A Hole in the Heart
In the shadow of Sept. 11, a man looks back.



25th HOUR
With Edward Norton, Barry Pepper, Philip Seymour Hoffman, Rosario Dawson
Screenplay by David Benioff, based on his novel
Directed by Spike Lee

SPIKE LEE'S ABSORBING NEW DRAMA takes place on the last day of freedom for Monty Brogan, a 31-year-old kid from Brooklyn who got a scholarship to a good college, where he started small by selling marijuana to his peers. A decade later, Monty (Edward Norton) faces seven years of hard time because someone told the cops where to find his merchandise (stuffed inside his swanky new leather couch), and because he kept his mouth shut rather than inform on the sanguinary Russian mobster for whom he works.

Before he goes off to prison the next morning, Monty visits his Pop (Brian Cox) - a recovering alcoholic who owns an Irish pub - and implores his girlfriend Naturelle (Rosario Dawson) to forget him. He meets with the Russians to reaffirm his silence, and he parties all night at a club with Naturelle and his two beloved friends: the raffish stud Frank (Barry Pepper), a Type A stock broker and fellow Irishman from the Brooklyn 'hood who isn't afraid to declare that Monty got what he deserves for his crimes and his stupidity; and the timid, wistful Jake (Philip Seymour Hoffman), an altruistic high school English teacher and Upper East Side Jew who romanticizes Monty's bad luck and forgives his transgressions.

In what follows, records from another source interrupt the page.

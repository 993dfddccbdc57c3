// Copyright 2025 Kirky.X
//
// Licensed under the Apache License, Version 2.0 (the "License");
// you may not use this file except in compliance with the License.
// You may obtain a copy of the License at
//
//     http://www.apache.org/licenses/LICENSE-2.0
//
// Unless required by applicable law or agreed to in writing, software
// distributed under the License is distributed on an "AS IS" BASIS,
// WITHOUT WARRANTIES OR CONDITIONS OF ANY KIND, either express or implied.
// See the License for the specific language governing permissions and
// limitations under the License.

use config::{Config, ConfigError, Environment, File};
use serde::Deserialize;
use std::collections::HashMap;
use std::path::Path;
use std::time::Duration;

use crate::config::provider::{seconds_to_duration, ScrapingConfigProvider};
use crate::domain::services::validator::ValidationRules;
use crate::utils::retry_policy::RetryPolicy;
use crate::workers::pool::ExecutionMode;

/// 应用程序配置设置
///
/// 包含抓取、重试、数据库、数据校验、指标和站点等所有配置项
#[derive(Debug, Clone, Deserialize)]
pub struct Settings {
    /// 抓取调度配置
    pub scraping: ScrapingSettings,
    /// 重试策略配置
    pub retry: RetrySettings,
    /// 数据库配置
    pub database: DatabaseSettings,
    /// 数据校验规则
    #[serde(default)]
    pub validation: ValidationRules,
    /// 指标导出配置
    pub metrics: MetricsSettings,
    /// 站点配置，键为站点标识
    #[serde(default)]
    pub sites: HashMap<String, SiteSettings>,
}

/// 抓取调度配置设置
#[derive(Debug, Clone, Deserialize)]
pub struct ScrapingSettings {
    /// 并发工作者数量
    pub concurrent_workers: usize,
    /// 执行模式 (shared, dedicated)
    pub execution_mode: ExecutionMode,
    /// 未单独配置的站点使用的最小请求间隔（秒）
    pub default_rate_limit: f64,
    /// 调度器出队等待时间（毫秒）
    pub dequeue_timeout_ms: u64,
    /// 限流时调度器的让步时间（毫秒）
    pub rate_limit_backoff_ms: u64,
    /// 等待完成时的轮询间隔（毫秒）
    pub completion_poll_ms: u64,
    /// 单个页面请求超时（秒）
    pub request_timeout_secs: u64,
    /// 停止时等待执行中任务的时间（秒）
    pub stop_timeout_secs: u64,
    /// 命令行运行时等待全部任务完成的时间（秒）
    pub completion_timeout_secs: Option<u64>,
    /// 请求使用的 User-Agent
    pub user_agent: String,
}

/// 重试策略配置设置
#[derive(Debug, Clone, Deserialize)]
pub struct RetrySettings {
    /// 最大重试次数
    pub max_retries: u32,
    /// 重试任务的优先级偏移
    pub retry_priority_offset: i32,
    /// 退避时间表（秒）
    pub backoff_schedule_secs: Vec<f64>,
    /// 抖动因子
    pub jitter_factor: f64,
}

/// 数据库配置设置
#[derive(Debug, Clone, Deserialize)]
pub struct DatabaseSettings {
    /// 数据库连接URL
    pub url: String,
    /// 最大连接数
    pub max_connections: Option<u32>,
    /// 最小连接数
    pub min_connections: Option<u32>,
    /// 连接超时时间（秒）
    pub connect_timeout: Option<u64>,
    /// 空闲连接超时时间（秒）
    pub idle_timeout: Option<u64>,
}

/// 指标导出配置设置
#[derive(Debug, Clone, Deserialize)]
pub struct MetricsSettings {
    /// 是否启用 Prometheus 导出
    pub enabled: bool,
    /// 导出监听地址
    pub listen_address: String,
}

/// 单个站点的配置
#[derive(Debug, Clone, Default, Deserialize)]
pub struct SiteSettings {
    /// 站点根地址
    pub base_url: Option<String>,
    /// 抓取方式 (static, browser)
    pub kind: Option<String>,
    /// 最小请求间隔（秒）
    pub rate_limit: Option<f64>,
    /// 价格货币
    pub currency: Option<String>,
    /// 商品分类
    pub category: Option<String>,
    /// 站点别名
    #[serde(default)]
    pub aliases: Vec<String>,
    /// CSS 选择器
    #[serde(default)]
    pub selectors: HashMap<String, String>,
}

impl Settings {
    /// 创建新的配置实例
    ///
    /// 从 `config/` 目录和环境变量加载配置，支持默认值
    ///
    /// # Returns
    ///
    /// * `Ok(Settings)` - 成功加载的配置
    /// * `Err(ConfigError)` - 配置加载失败
    pub fn new() -> Result<Self, ConfigError> {
        Self::load_from("config")
    }

    /// 从指定目录加载配置
    pub fn load_from(dir: impl AsRef<Path>) -> Result<Self, ConfigError> {
        let dir = dir.as_ref();
        let env = std::env::var("APP_ENVIRONMENT").unwrap_or_else(|_| "default".to_string());
        let builder = Config::builder()
            // Scraping defaults
            .set_default("scraping.concurrent_workers", 3)?
            .set_default("scraping.execution_mode", "shared")?
            .set_default("scraping.default_rate_limit", 2.0)?
            .set_default("scraping.dequeue_timeout_ms", 1000)?
            .set_default("scraping.rate_limit_backoff_ms", 100)?
            .set_default("scraping.completion_poll_ms", 100)?
            .set_default("scraping.request_timeout_secs", 30)?
            .set_default("scraping.stop_timeout_secs", 30)?
            .set_default(
                "scraping.user_agent",
                concat!("pricewatch/", env!("CARGO_PKG_VERSION")),
            )?
            // Retry defaults
            .set_default("retry.max_retries", 3)?
            .set_default("retry.retry_priority_offset", 10)?
            .set_default("retry.backoff_schedule_secs", vec![1.0, 2.0, 4.0])?
            .set_default("retry.jitter_factor", 0.0)?
            // Default DB settings
            .set_default("database.url", "sqlite://pricewatch.db?mode=rwc")?
            .set_default("database.max_connections", 10)?
            .set_default("database.min_connections", 1)?
            .set_default("database.connect_timeout", 10)?
            .set_default("database.idle_timeout", 300)?
            // Metrics
            .set_default("metrics.enabled", false)?
            .set_default("metrics.listen_address", "0.0.0.0:9000")?
            .add_source(File::from(dir.join("default")).required(false))
            .add_source(File::from(dir.join(&env)).required(false))
            .add_source(Environment::with_prefix("PRICEWATCH").separator("__"));

        let settings: Settings = builder.build()?.try_deserialize()?;
        settings.check()?;
        Ok(settings)
    }

    fn check(&self) -> Result<(), ConfigError> {
        if self.scraping.concurrent_workers == 0 {
            return Err(ConfigError::Message(
                "scraping.concurrent_workers must be at least 1".to_string(),
            ));
        }
        if !self.scraping.default_rate_limit.is_finite() || self.scraping.default_rate_limit < 0.0
        {
            return Err(ConfigError::Message(
                "scraping.default_rate_limit must be a non-negative number".to_string(),
            ));
        }
        Ok(())
    }

    /// 查找站点配置，站点标识和别名都不区分大小写
    pub fn site(&self, site: &str) -> Option<&SiteSettings> {
        self.site_entry(site).map(|(_, s)| s)
    }

    fn site_entry(&self, site: &str) -> Option<(&String, &SiteSettings)> {
        self.sites.get_key_value(site).or_else(|| {
            self.sites.iter().find(|(name, s)| {
                name.eq_ignore_ascii_case(site)
                    || s.aliases.iter().any(|a| a.eq_ignore_ascii_case(site))
            })
        })
    }

    pub fn dequeue_timeout(&self) -> Duration {
        Duration::from_millis(self.scraping.dequeue_timeout_ms)
    }

    pub fn rate_limit_backoff(&self) -> Duration {
        Duration::from_millis(self.scraping.rate_limit_backoff_ms)
    }

    pub fn completion_poll_interval(&self) -> Duration {
        Duration::from_millis(self.scraping.completion_poll_ms)
    }

    pub fn request_timeout(&self) -> Duration {
        Duration::from_secs(self.scraping.request_timeout_secs)
    }

    pub fn stop_timeout(&self) -> Duration {
        Duration::from_secs(self.scraping.stop_timeout_secs)
    }
}

impl ScrapingConfigProvider for Settings {
    fn rate_limit(&self, site: &str) -> Duration {
        let secs = self
            .site(site)
            .and_then(|s| s.rate_limit)
            .unwrap_or(self.scraping.default_rate_limit);
        seconds_to_duration(secs)
    }

    fn retry_policy(&self) -> RetryPolicy {
        RetryPolicy {
            max_retries: self.retry.max_retries,
            retry_priority_offset: self.retry.retry_priority_offset,
            backoff_schedule: self
                .retry
                .backoff_schedule_secs
                .iter()
                .copied()
                .map(seconds_to_duration)
                .collect(),
            jitter_factor: self.retry.jitter_factor,
        }
    }

    fn worker_count(&self) -> usize {
        self.scraping.concurrent_workers
    }

    fn site_base_url(&self, site: &str) -> String {
        self.site(site)
            .and_then(|s| s.base_url.clone())
            .unwrap_or_else(|| format!("https://www.{}.com", site))
    }

    fn site_kind(&self, site: &str) -> String {
        self.site(site)
            .and_then(|s| s.kind.clone())
            .unwrap_or_else(|| "static".to_string())
    }

    fn canonical_site(&self, site: &str) -> String {
        self.site_entry(site)
            .map(|(name, _)| name.as_str())
            .unwrap_or(site)
            .to_lowercase()
    }
}

#[cfg(test)]
#[path = "settings_test.rs"]
mod tests;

This is unusual material for Lee, and he handles it unusually: Although 25th Hour has a few moments of characteristic rage, it's essentially a mournful parable about friendship, love and personal choice, as well as a movie that has virtually nothing to do with race (an observation I offer only in passing).

25th Hour has an elegiac mini-subplot about - as much as I hate this already-clichéd phrase, there's no better way to say it - New York City in the post-Sept. 11 world. Lee's opening titles drift over images of the brilliant white memorial spotlights used to recreate the Twin Towers, and Frank lives in a highrise that overlooks Ground Zero. In a compelling set piece early in the film, Monty stares at himself in a mirror while his ranting alter-ego reflection hurls epithets at every imaginable ethnic, social and cultural group in New York. Much later, in a paean to his city's diversity and resilience, Lee presents a unifying montage of the raving reflection's verbal victims.

It makes no difference that these stories don't go together, although Lee tries to make them both be about broken American Dreams. 25th Hour is a bracing drama-cum-essay, with flawless acting from its three male leads, and especially from Pepper in a role that takes him emotionally round the world. Typical of his edgy cinema, Lee stages many long, leisurely scenes of introspective dialogue, and Terence Blanchard's musical score glides and wails beneath the action, sometimes a symphony, sometimes a jazz riff.

You'll have to work out for yourself why Lee allows us to feel such unapologetic sympathy for Monty, who's the nicest fellow you'd ever want to meet, except for that drug thing and the bravado lifestyle it affords. Perhaps Lee thinks that drugs are a victimless crime, or that his movie is a metaphor beyond its superficial reality. Nonetheless, 25th Hour is achingly beautiful and furiously sad, a lament for its people and its place, and a small treasure from one of America's most rewarding and original filmmakers.